//! # Eviction Planner
//!
//! Computes the batches in which the pods of a draining node may be evicted
//! without exceeding any disruption budget. A plan is computed fresh for
//! every drain evaluation since budget state changes outside the controller.
//!
//! Ordering is deterministic: batches follow the scope key, and pods within
//! a batch are in ascending id order.

use crate::cluster::{with_timeout, ClusterClient, ClusterResult};
use crate::controller::health::{headroom, DisruptionScope, HealthChecker};
use crate::controller::request::RefreshLimits;
use std::collections::{BTreeMap, BTreeSet};
use std::fmt;
use std::sync::Arc;
use std::time::Duration;
use tracing::debug;

/// Pods that may be evicted together
#[derive(Debug, Clone, PartialEq, Eq)]
pub struct EvictionBatch {
    pub scope: DisruptionScope,
    pub pods: Vec<String>,
}

/// Pods whose scope admits no disruption right now
#[derive(Debug, Clone, PartialEq, Eq)]
pub struct BlockedScope {
    pub scope: DisruptionScope,
    pub pods: Vec<String>,
}

#[derive(Debug, Clone, Default, PartialEq, Eq)]
pub struct EvictionPlan {
    pub batches: Vec<EvictionBatch>,
    pub blocked: Vec<BlockedScope>,
    /// Pods not yet healthy to evict
    pub held: Vec<String>,
}

impl EvictionPlan {
    /// Nothing left to evict on the node
    #[must_use]
    pub fn is_empty(&self) -> bool {
        self.batches.is_empty() && self.blocked.is_empty() && self.held.is_empty()
    }

    /// Pods still to be evicted, planned or not
    #[must_use]
    pub fn remaining(&self) -> usize {
        self.batches.iter().map(|b| b.pods.len()).sum::<usize>()
            + self.blocked.iter().map(|b| b.pods.len()).sum::<usize>()
            + self.held.len()
    }
}

#[derive(Clone)]
pub struct EvictionPlanner {
    cluster: Arc<dyn ClusterClient>,
    health: HealthChecker,
    max_unbudgeted_batch: usize,
    call_timeout: Duration,
}

impl fmt::Debug for EvictionPlanner {
    fn fmt(&self, f: &mut fmt::Formatter<'_>) -> fmt::Result {
        f.debug_struct("EvictionPlanner")
            .field("max_unbudgeted_batch", &self.max_unbudgeted_batch)
            .finish_non_exhaustive()
    }
}

impl EvictionPlanner {
    #[must_use]
    pub fn new(
        cluster: Arc<dyn ClusterClient>,
        health: HealthChecker,
        max_unbudgeted_batch: usize,
        call_timeout: Duration,
    ) -> Self {
        Self {
            cluster,
            health,
            max_unbudgeted_batch: max_unbudgeted_batch.max(1),
            call_timeout,
        }
    }

    /// Plan the eviction of every pod on `node` not in `already_drained`
    ///
    /// DaemonSet and mirror pods, finished pods and pods already terminating
    /// are left out. `limits` caps every batch at `maxPodsToMove` and keeps
    /// `minHealthyPods` healthy per budget. Fails only when the pods on the
    /// node cannot be listed.
    pub async fn plan(
        &self,
        node: &str,
        already_drained: &BTreeSet<String>,
        limits: &RefreshLimits,
    ) -> ClusterResult<EvictionPlan> {
        let pods = with_timeout(self.call_timeout, "list_pods", self.cluster.list_pods(node)).await?;

        let mut plan = EvictionPlan::default();
        let mut scopes: BTreeMap<String, (DisruptionScope, Vec<String>)> = BTreeMap::new();
        for pod in pods {
            if !pod.is_evictable() || pod.phase.is_finished() || pod.terminating {
                continue;
            }
            let id = pod.id();
            if already_drained.contains(&id) {
                continue;
            }
            if !self.health.is_healthy_to_evict(&pod) {
                plan.held.push(id);
                continue;
            }
            let scope = DisruptionScope::for_pod(&pod);
            scopes
                .entry(scope.key())
                .or_insert_with(|| (scope, Vec::new()))
                .1
                .push(id);
        }
        plan.held.sort();

        let max_batch = limits
            .max_pods_to_move
            .and_then(|n| usize::try_from(n.max(1)).ok());
        for (scope, mut pods) in scopes.into_values() {
            pods.sort();
            let batch_size = match &scope {
                DisruptionScope::Unbudgeted(_) => max_batch.unwrap_or(self.max_unbudgeted_batch),
                DisruptionScope::Budget(name) => self
                    .allowed_disruptions(name, limits.min_healthy_pods)
                    .await
                    .min(max_batch.unwrap_or(usize::MAX)),
            };
            if batch_size == 0 {
                plan.blocked.push(BlockedScope { scope, pods });
                continue;
            }
            plan.batches.extend(pods.chunks(batch_size).map(|chunk| EvictionBatch {
                scope: scope.clone(),
                pods: chunk.to_vec(),
            }));
        }

        debug!(
            node = %node,
            batches = plan.batches.len(),
            blocked = plan.blocked.len(),
            held = plan.held.len(),
            "eviction plan computed"
        );
        Ok(plan)
    }

    /// Allowed disruptions of a budget; an unreadable budget allows none
    async fn allowed_disruptions(&self, scope: &str, min_healthy: Option<u32>) -> usize {
        match with_timeout(
            self.call_timeout,
            "get_disruption_budget",
            self.cluster.get_disruption_budget(scope),
        )
        .await
        {
            Ok(budget) => usize::try_from(headroom(&budget, min_healthy)).unwrap_or(usize::MAX),
            Err(e) => {
                debug!(scope = %scope, error = %e, "disruption budget unreadable");
                0
            }
        }
    }
}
=-=-=-=-=
**PROBLEM DETAILS:**
An exact copy of the material above is needed.

**ANSWER TO THIS EXERCISE:**
//! # Eviction Planner
//!
//! Computes the batches in which the pods of a draining node may be evicted
//! without exceeding any disruption budget. A plan is computed fresh for
//! every drain evaluation since budget state changes outside the controller.
//!
//! Ordering is deterministic: batches follow the scope key, and pods within
//! a batch are in ascending id order.

use crate::cluster::{with_timeout, ClusterClient, ClusterResult};
use crate::controller::health::{headroom, DisruptionScope, HealthChecker};
use crate::controller::request::RefreshLimits;
use std::collections::{BTreeMap, BTreeSet};
use std::fmt;
use std::sync::Arc;
use std::time::Duration;
use tracing::debug;

/// Pods that may be evicted together
#[derive(Debug, Clone, PartialEq, Eq)]
pub struct EvictionBatch {
    pub scope: DisruptionScope,
    pub pods: Vec<String>,
}

/// Pods whose scope admits no disruption right now
#[derive(Debug, Clone, PartialEq, Eq)]
pub struct BlockedScope {
    pub scope: DisruptionScope,
    pub pods: Vec<String>,
}

#[derive(Debug, Clone, Default, PartialEq, Eq)]
pub struct EvictionPlan {
    pub batches: Vec<EvictionBatch>,
    pub blocked: Vec<BlockedScope>,
    /// Pods not yet healthy to evict
    pub held: Vec<String>,
}

impl EvictionPlan {
    /// Nothing left to evict on the node
    #[must_use]
    pub fn is_empty(&self) -> bool {
        self.batches.is_empty() && self.blocked.is_empty() && self.held.is_empty()
    }

    /// Pods still to be evicted, planned or not
    #[must_use]
    pub fn remaining(&self) -> usize {
        self.batches.iter().map(|b| b.pods.len()).sum::<usize>()
            + self.blocked.iter().map(|b| b.pods.len()).sum::<usize>()
            + self.held.len()
    }
}

#[derive(Clone)]
pub struct EvictionPlanner {
    cluster: Arc<dyn ClusterClient>,
    health: HealthChecker,
    max_unbudgeted_batch: usize,
    call_timeout: Duration,
}

impl fmt::Debug for EvictionPlanner {
    fn fmt(&self, f: &mut fmt::Formatter<'_>) -> fmt::Result {
        f.debug_struct("EvictionPlanner")
            .field("max_unbudgeted_batch", &self.max_unbudgeted_batch)
            .finish_non_exhaustive()
    }
}

impl EvictionPlanner {
    #[must_use]
    pub fn new(
        cluster: Arc<dyn ClusterClient>,
        health: HealthChecker,
        max_unbudgeted_batch: usize,
        call_timeout: Duration,
    ) -> Self {
        Self {
            cluster,
            health,
            max_unbudgeted_batch: max_unbudgeted_batch.max(1),
            call_timeout,
        }
    }

    /// Plan the eviction of every pod on `node` not in `already_drained`
    ///
    /// DaemonSet and mirror pods, finished pods and pods already terminating
    /// are left out. `limits` caps every batch at `maxPodsToMove` and keeps
    /// `minHealthyPods` healthy per budget. Fails only when the pods on the
    /// node cannot be listed.
    pub async fn plan(
        &self,
        node: &str,
        already_drained: &BTreeSet<String>,
        limits: &RefreshLimits,
    ) -> ClusterResult<EvictionPlan> {
        let pods = with_timeout(self.call_timeout, "list_pods", self.cluster.list_pods(node)).await?;

        let mut plan = EvictionPlan::default();
        let mut scopes: BTreeMap<String, (DisruptionScope, Vec<String>)> = BTreeMap::new();
        for pod in pods {
            if !pod.is_evictable() || pod.phase.is_finished() || pod.terminating {
                continue;
            }
            let id = pod.id();
            if already_drained.contains(&id) {
                continue;
            }
            if !self.health.is_healthy_to_evict(&pod) {
                plan.held.push(id);
                continue;
            }
            let scope = DisruptionScope::for_pod(&pod);
            scopes
                .entry(scope.key())
                .or_insert_with(|| (scope, Vec::new()))
                .1
                .push(id);
        }
        plan.held.sort();

        let max_batch = limits
            .max_pods_to_move
            .and_then(|n| usize::try_from(n.max(1)).ok());
        for (scope, mut pods) in scopes.into_values() {
            pods.sort();
            let batch_size = match &scope {
                DisruptionScope::Unbudgeted(_) => max_batch.unwrap_or(self.max_unbudgeted_batch),
                DisruptionScope::Budget(name) => self
                    .allowed_disruptions(name, limits.min_healthy_pods)
                    .await
                    .min(max_batch.unwrap_or(usize::MAX)),
            };
            if batch_size == 0 {
                plan.blocked.push(BlockedScope { scope, pods });
                continue;
            }
            plan.batches.extend(pods.chunks(batch_size).map(|chunk| EvictionBatch {
                scope: scope.clone(),
                pods: chunk.to_vec(),
            }));
        }

        debug!(
            node = %node,
            batches = plan.batches.len(),
            blocked = plan.blocked.len(),
            held = plan.held.len(),
            "eviction plan computed"
        );
        Ok(plan)
    }

    /// Allowed disruptions of a budget; an unreadable budget allows none
    async fn allowed_disruptions(&self, scope: &str, min_healthy: Option<u32>) -> usize {
        match with_timeout(
            self.call_timeout,
            "get_disruption_budget",
            self.cluster.get_disruption_budget(scope),
        )
        .await
        {
            Ok(budget) => usize::try_from(headroom(&budget, min_healthy)).unwrap_or(usize::MAX),
            Err(e) => {
                debug!(scope = %scope, error = %e, "disruption budget unreadable");
                0
            }
        }
    }
}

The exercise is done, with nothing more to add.